On the outbreak of the Second World War, Morrison became part of No. 75 Squadron, established around those RNZAF personnel. He went on fly operationally with the squadron until his return to New Zealand in 1940, take up a position as an instructor. A navigation specialist, he taught at the School of General Reconnaissance and was highly regarded for his work. He was promoted to squadron leader in February 1942 and six months later was appointed commander of No. 8 Squadron, which flew Vickers Vildebeests. Early the following year, the RNZAF established the No. 1 (Islands) Group to co-ordinate the administration of the increasing numbers of units being sent to the Pacific theatre of operations to participate in the Solomons campaign. Based at Santo in Vanuatu, it was led by Air Commodore Sidney Wallingford with Morrison joining in April as his senior air staff officer.
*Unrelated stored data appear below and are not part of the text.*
//! # Scene Module
//!
//! Imported geometry, transformable objects and the per-frame composition
//! of the two viewer scenes.
//!
//! - [`Object`] - meshes, a fixed bounding box and a rebuilt-per-frame transform
//! - [`Scene`] / [`SceneSet`] - resident objects plus an ordered drawable list
//! - [`SceneComposer`] - normalization, animation and the bind/draw sequence
//! - [`presets`] - the cloth/sphere and fabric/table/sewing machine scenes

pub mod bounding_box;
pub mod composer;
pub mod loader;
pub mod object;
pub mod presets;
pub mod scene;
pub mod vertex;

pub use bounding_box::{BoundingBox, Normalization};
pub use composer::{FrameReport, SceneComposer};
pub use object::{DrawObject, Mesh, Object};
pub use scene::{Drawable, MaterialSpec, Scene, SceneId, SceneSet};
pub use vertex::Vertex3D;
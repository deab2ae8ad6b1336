// src/wgpu_utils/mod.rs
//! WGPU utility functions and helpers
//!
//! Builders for bind groups, binding type shorthands and typed uniform buffers.

pub mod binding_builder;
pub mod binding_types;
pub mod uniform_buffer;

pub use binding_builder::{BindGroupBuilder, BindGroupLayoutBuilder, BindGroupLayoutWithDesc};
pub use uniform_buffer::UniformBuffer;
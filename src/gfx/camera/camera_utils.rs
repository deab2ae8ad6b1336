use cgmath::{Matrix4, SquareMatrix};

/// Maps OpenGL clip space depth [-1, 1] to wgpu's [0, 1].
#[rustfmt::skip]
pub const OPENGL_TO_WGPU_MATRIX: Matrix4<f32> = Matrix4::new(
    1.0, 0.0, 0.0, 0.0,
    0.0, 1.0, 0.0, 0.0,
    0.0, 0.0, 0.5, 0.0,
    0.0, 0.0, 0.5, 1.0,
);

pub trait Camera {
    fn build_view_projection_matrix(&self) -> Matrix4<f32>;
}

#[repr(C)]
#[derive(Copy, Clone, bytemuck::Pod, bytemuck::Zeroable, Debug, PartialEq)]
pub struct CameraUniform {
    /// The eye position of the camera in homogenous coordinates.
    ///
    /// Homogenous coordinates are used to fullfill the 16 byte alignment requirement.
    pub view_position: [f32; 4],

    /// Contains the view projection matrix.
    pub view_proj: [[f32; 4]; 4],
}

impl Default for CameraUniform {
    fn default() -> Self {
        Self {
            view_position: [0.0; 4],
            view_proj: convert_matrix4_to_array(Matrix4::identity()),
        }
    }
}

pub fn convert_matrix4_to_array(matrix4: Matrix4<f32>) -> [[f32; 4]; 4] {
    matrix4.into()
}

#[cfg(test)]
mod tests {
    use super::*;
    use cgmath::Vector4;

    #[test]
    fn test_depth_is_remapped() {
        let near = OPENGL_TO_WGPU_MATRIX * Vector4::new(0.0, 0.0, -1.0, 1.0);
        let far = OPENGL_TO_WGPU_MATRIX * Vector4::new(0.0, 0.0, 1.0, 1.0);
        assert_eq!(near.z, 0.0);
        assert_eq!(far.z, 1.0);
    }

    #[test]
    fn test_uniform_layout() {
        assert_eq!(std::mem::size_of::<CameraUniform>(), 80);
        assert_eq!(CameraUniform::default().view_proj[2][2], 1.0);
    }
}
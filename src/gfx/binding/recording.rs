//! Recording program for tests
//!
//! Checks every write against the same [`UniformBlock`] and slot table the
//! GPU program uses, and keeps an ordered log of what was accepted.

use cgmath::Vector3;

use crate::error::BindingError;
use crate::gfx::resources::ltc::{LtcSet, LtcTable, LtcTableKind, TableUploader};
use crate::gfx::resources::material::{MaterialTexture, MaterialTextures};
use crate::gfx::resources::slots::TextureSlot;
use crate::gfx::scene::{Object, SceneId};

use super::{DrawTarget, UniformBlock, UniformTarget};

#[derive(Debug, Clone, PartialEq)]
pub enum RecordedValue {
    Float(f32),
    Int(i32),
    Bool(bool),
    Vec3([f32; 3]),
}

#[derive(Debug, Clone, PartialEq)]
pub enum RecordedCall {
    Uniform {
        name: String,
        value: RecordedValue,
    },
    Texture {
        name: String,
        slot: u32,
        texture: u32,
    },
    Unbind {
        slot: u32,
    },
    Draw {
        scene: SceneId,
        object_index: usize,
        object: String,
    },
}

#[derive(Debug, Default)]
pub struct RecordingTarget {
    pub calls: Vec<RecordedCall>,
    block: UniformBlock,
    slots: [Option<u32>; TextureSlot::COUNT],
}

impl RecordingTarget {
    pub fn new() -> Self {
        Self::default()
    }

    pub fn block(&self) -> &UniformBlock {
        &self.block
    }

    pub fn bound(&self, slot: TextureSlot) -> Option<u32> {
        self.slots[slot.index() as usize]
    }

    /// Names of accepted uniform writes, in order.
    pub fn uniform_names(&self) -> Vec<&str> {
        self.calls
            .iter()
            .filter_map(|call| match call {
                RecordedCall::Uniform { name, .. } => Some(name.as_str()),
                _ => None,
            })
            .collect()
    }

    pub fn value_of(&self, name: &str) -> Option<&RecordedValue> {
        self.calls.iter().rev().find_map(|call| match call {
            RecordedCall::Uniform { name: n, value } if n == name => Some(value),
            _ => None,
        })
    }

    pub fn texture_slots(&self) -> Vec<u32> {
        self.calls
            .iter()
            .filter_map(|call| match call {
                RecordedCall::Texture { slot, .. } => Some(*slot),
                _ => None,
            })
            .collect()
    }

    pub fn draws(&self) -> Vec<(SceneId, usize, &str)> {
        self.calls
            .iter()
            .filter_map(|call| match call {
                RecordedCall::Draw {
                    scene,
                    object_index,
                    object,
                } => Some((*scene, *object_index, object.as_str())),
                _ => None,
            })
            .collect()
    }

    fn record(&mut self, name: &str, value: RecordedValue) {
        self.calls.push(RecordedCall::Uniform {
            name: name.to_string(),
            value,
        });
    }
}

impl UniformTarget for RecordingTarget {
    type Texture = u32;

    fn set_float(&mut self, name: &str, value: f32) -> Result<(), BindingError> {
        self.block.set_float(name, value)?;
        self.record(name, RecordedValue::Float(value));
        Ok(())
    }

    fn set_int(&mut self, name: &str, value: i32) -> Result<(), BindingError> {
        self.block.set_int(name, value)?;
        self.record(name, RecordedValue::Int(value));
        Ok(())
    }

    fn set_bool(&mut self, name: &str, value: bool) -> Result<(), BindingError> {
        self.block.set_bool(name, value)?;
        self.record(name, RecordedValue::Bool(value));
        Ok(())
    }

    fn set_vec3(&mut self, name: &str, value: Vector3<f32>) -> Result<(), BindingError> {
        self.block.set_vec3(name, value)?;
        self.record(name, RecordedValue::Vec3(value.into()));
        Ok(())
    }

    fn bind_texture(&mut self, name: &str, slot: u32, texture: &u32) -> Result<(), BindingError> {
        TextureSlot::resolve(name, slot)?;
        self.slots[slot as usize] = Some(*texture);
        self.calls.push(RecordedCall::Texture {
            name: name.to_string(),
            slot,
            texture: *texture,
        });
        Ok(())
    }

    fn unbind_texture(&mut self, slot: u32) -> Result<(), BindingError> {
        let entry = self
            .slots
            .get_mut(slot as usize)
            .ok_or(BindingError::SlotOutOfRange(slot))?;
        *entry = None;
        self.calls.push(RecordedCall::Unbind { slot });
        Ok(())
    }
}

impl DrawTarget for RecordingTarget {
    fn draw(&mut self, scene: SceneId, object_index: usize, object: &Object) {
        self.calls.push(RecordedCall::Draw {
            scene,
            object_index,
            object: object.name().to_string(),
        });
    }
}

/// Uploader handing out texture ids 101, 102, ...
#[derive(Debug, Default)]
pub struct CountingUploader {
    uploaded: u32,
    pub released: Vec<u32>,
}

impl TableUploader for CountingUploader {
    type Texture = u32;

    fn upload_table(&mut self, _table: &LtcTable, _label: &str) -> u32 {
        self.uploaded += 1;
        100 + self.uploaded
    }

    fn release(&mut self, texture: u32) {
        self.released.push(texture);
    }
}

/// Lookup textures 101 (LTC1), 102 (LTC2) and 103 (SHEENCOEFFS).
pub fn ltc_set() -> LtcSet<u32> {
    let table = |kind: LtcTableKind| {
        LtcTable::from_f32(kind, vec![0.0; kind.float_count()]).expect("table size")
    };
    LtcSet::from_tables(
        &mut CountingUploader::default(),
        &table(LtcTableKind::Matrix),
        &table(LtcTableKind::Amplitude),
        &table(LtcTableKind::Sheen),
    )
    .expect("default slots")
}

/// Material maps with ids `base`, `base + 1` and `base + 2`.
pub fn material_textures(base: u32) -> MaterialTextures<u32> {
    let texture = |name: &str, slot: TextureSlot, id: u32| MaterialTexture {
        name: name.to_string(),
        slot,
        texture: id,
    };
    MaterialTextures {
        diffuse: texture("basecolor.png", TextureSlot::Diffuse, base),
        normal: texture("normal.png", TextureSlot::NormalMap, base + 1),
        specular: texture("specular.png", TextureSlot::Specular, base + 2),
    }
}
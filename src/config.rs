//! Application configuration
//!
//! Every field has a default, so a config file only needs to list what it
//! changes. The binary reads the file named by [`CONFIG_ENV_VAR`] if set.

use std::path::{Path, PathBuf};

use serde::{Deserialize, Serialize};

use crate::error::ConfigError;
use crate::gfx::resources::material::SheenModel;

/// Environment variable holding an optional JSON config path.
pub const CONFIG_ENV_VAR: &str = "SHEEN_VIEWER_CONFIG";

#[derive(Debug, Clone, Serialize, Deserialize)]
#[serde(default)]
pub struct AppConfig {
    pub window: WindowConfig,
    pub background: [f32; 4],
    pub camera: CameraConfig,
    pub animation: AnimationConfig,
    pub shading: ShadingConfig,
    pub assets: AssetConfig,
    /// Abort a draw's binding sequence on the first unknown uniform instead
    /// of logging and skipping it.
    pub strict_bindings: bool,
}

impl Default for AppConfig {
    fn default() -> Self {
        Self {
            window: WindowConfig::default(),
            background: [82.0 / 255.0, 103.0 / 255.0, 125.0 / 255.0, 1.0],
            camera: CameraConfig::default(),
            animation: AnimationConfig::default(),
            shading: ShadingConfig::default(),
            assets: AssetConfig::default(),
            strict_bindings: false,
        }
    }
}

impl AppConfig {
    /// Reads a JSON config file.
    pub fn load(path: &Path) -> Result<Self, ConfigError> {
        let text = std::fs::read_to_string(path).map_err(|source| ConfigError::Io {
            path: path.to_path_buf(),
            source,
        })?;
        Self::from_json(&text).map_err(|source| ConfigError::Json {
            path: path.to_path_buf(),
            source,
        })
    }

    pub fn from_json(text: &str) -> Result<Self, serde_json::Error> {
        serde_json::from_str(text)
    }

    /// Loads the file named by [`CONFIG_ENV_VAR`], or the defaults when unset.
    pub fn from_env() -> Result<Self, ConfigError> {
        match std::env::var_os(CONFIG_ENV_VAR) {
            Some(path) => {
                let path = PathBuf::from(path);
                log::info!("Loading configuration from {}", path.display());
                Self::load(&path)
            }
            None => Ok(Self::default()),
        }
    }
}

#[derive(Debug, Clone, Serialize, Deserialize)]
#[serde(default)]
pub struct WindowConfig {
    pub width: u32,
    pub height: u32,
    pub title: String,
}

impl Default for WindowConfig {
    fn default() -> Self {
        Self {
            width: 1400,
            height: 800,
            title: "Real-time animation".to_string(),
        }
    }
}

#[derive(Debug, Clone, Serialize, Deserialize)]
#[serde(default)]
pub struct CameraConfig {
    pub position: [f32; 3],
    pub forward: [f32; 3],
    pub fov_degrees: f32,
    pub near: f32,
    pub far: f32,
    /// Distance covered by one movement command.
    pub move_step: f32,
    /// Angle in degrees covered by one rotation command.
    pub rotate_step: f32,
}

impl Default for CameraConfig {
    fn default() -> Self {
        Self {
            position: [0.0, 0.5, 1.4],
            forward: [0.0, -0.25, -1.0],
            fov_degrees: 45.0,
            near: 0.1,
            far: 300.0,
            move_step: 0.05,
            rotate_step: 2.0,
        }
    }
}

#[derive(Debug, Clone, Serialize, Deserialize)]
#[serde(default)]
pub struct AnimationConfig {
    /// Largest extent a normalized scene occupies.
    pub norm_size: f32,
    /// Continuous rotation around the up axis, degrees per second.
    pub rotation_speed: f32,
    /// Frames averaged per frame-rate report.
    pub fps_sample_frames: u32,
}

impl Default for AnimationConfig {
    fn default() -> Self {
        Self {
            norm_size: 1.0,
            rotation_speed: 5.0,
            fps_sample_frames: 1000,
        }
    }
}

#[derive(Debug, Clone, Serialize, Deserialize)]
#[serde(default)]
pub struct ShadingConfig {
    pub light_intensity: f32,
    pub light_color: [f32; 3],
    pub light_points: [[f32; 3]; 4],
    pub fabric_color: [f32; 3],
    pub fabric_roughness: f32,
    pub fabric_specular: f32,
    pub sheen_alpha: f32,
    pub sheen_beta: f32,
    pub sheen_multiplier: f32,
    pub sheen_model: SheenModel,
}

impl Default for ShadingConfig {
    fn default() -> Self {
        Self {
            light_intensity: 10.0,
            light_color: [1.0, 1.0, 1.0],
            light_points: [
                [3.125, 3.4, 2.425],
                [3.575, 2.6, 2.825],
                [2.875, 2.6, 3.575],
                [2.425, 3.4, 3.175],
            ],
            fabric_color: [0.30, 0.65, 0.46],
            fabric_roughness: 1.0,
            fabric_specular: 0.0,
            sheen_alpha: 0.5,
            sheen_beta: 0.5,
            sheen_multiplier: 0.5,
            sheen_model: SheenModel::CosineBased,
        }
    }
}

#[derive(Debug, Clone, Serialize, Deserialize)]
#[serde(default)]
pub struct AssetConfig {
    pub model_dir: PathBuf,
    pub texture_dir: PathBuf,
    pub ltc_dir: PathBuf,
}

impl Default for AssetConfig {
    fn default() -> Self {
        Self {
            model_dir: PathBuf::from("assets/models"),
            texture_dir: PathBuf::from("assets/textures"),
            ltc_dir: PathBuf::from("assets/ltc"),
        }
    }
}

#[cfg(test)]
mod tests {
    use super::*;

    #[test]
    fn test_partial_json_keeps_defaults() {
        let config = AppConfig::from_json(
            r#"{ "animation": { "rotation_speed": 12.0 }, "strict_bindings": true }"#,
        )
        .unwrap();

        assert_eq!(config.animation.rotation_speed, 12.0);
        assert_eq!(config.animation.fps_sample_frames, 1000);
        assert!(config.strict_bindings);
        assert_eq!(config.window.width, 1400);
        assert_eq!(config.shading.sheen_model, SheenModel::CosineBased);
    }

    #[test]
    fn test_sheen_model_by_name() {
        let config =
            AppConfig::from_json(r#"{ "shading": { "sheen_model": "Zeltner" } }"#).unwrap();
        assert_eq!(config.shading.sheen_model, SheenModel::Zeltner);
        assert_eq!(config.shading.light_intensity, 10.0);
    }

    #[test]
    fn test_invalid_json_is_reported() {
        assert!(AppConfig::from_json("{ not json").is_err());
    }
}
Morrison was later promoted wing commander and appointed to command of No. 3 Squadron, which operated Lockheed Ventura light bombers. He served in this capacity from February 1944 to June 1945. During this time, the squadron saw service at Santo, Guadalcanal, Bougainville, and Emirau before finishing its war at Green Island.

==Post-war career==
Morrison was appointed an Officer of the Order of the British Empire in the 1946 War Honours, in recognition of his war service in the Pacific. He served in a number of staff roles in the postwar period; from June 1946, he was an honorary aide-de-camp to Lieutenant General Bernard Freyberg, the Governor-General of New Zealand, for nearly a year, in 1947, he was based at the Air Department in Wellington as Director of Organisation and Staff Duties, and then served as chairman of the planning executive.

In 1950, Morrison went to the United Kingdom to attend the Joint Services Staff College followed by a two-year period of exchange duty with the RAF. He then commanded Ohakea air base for a time. In 1953, he was awarded the Queen Elizabeth II Coronation Medal.

From October 1954, Morrison served on the Air Board, being responsible for supply. He was appointed a Commander of the Order of the British Empire in the 1957 New Year Honours. The following year, he attended the Imperial Defence College.

==Chief of Air Staff==
Morrison was appointed Chief of Air Staff (CAS) in July 1962. At the time, the RNZAF was in decline, operating dated equipment and the New Zealand government more focussed on its army co-operation role. He set about improving the strike capability of the RNZAF in response to the threat posed by communism. During his tenure he oversaw the introduction of American aircraft into service with the RNZAF, including the Lockheed P-3 Orion and the Lockheed C-130 Hercules. He prioritised equally what he saw as the three basic functions of the RNZAF; strike, maritime reconnaissance, and transport. For the latter two roles he initially believed the Hercules could fulfill these but he was convinced against this by his Assistant Chief of Air Staff, Air Commodore William Stratton. This led to the acquisition of the Orion, an anti-submarine patrol aircraft, for which Stratton had made a favourable assessment.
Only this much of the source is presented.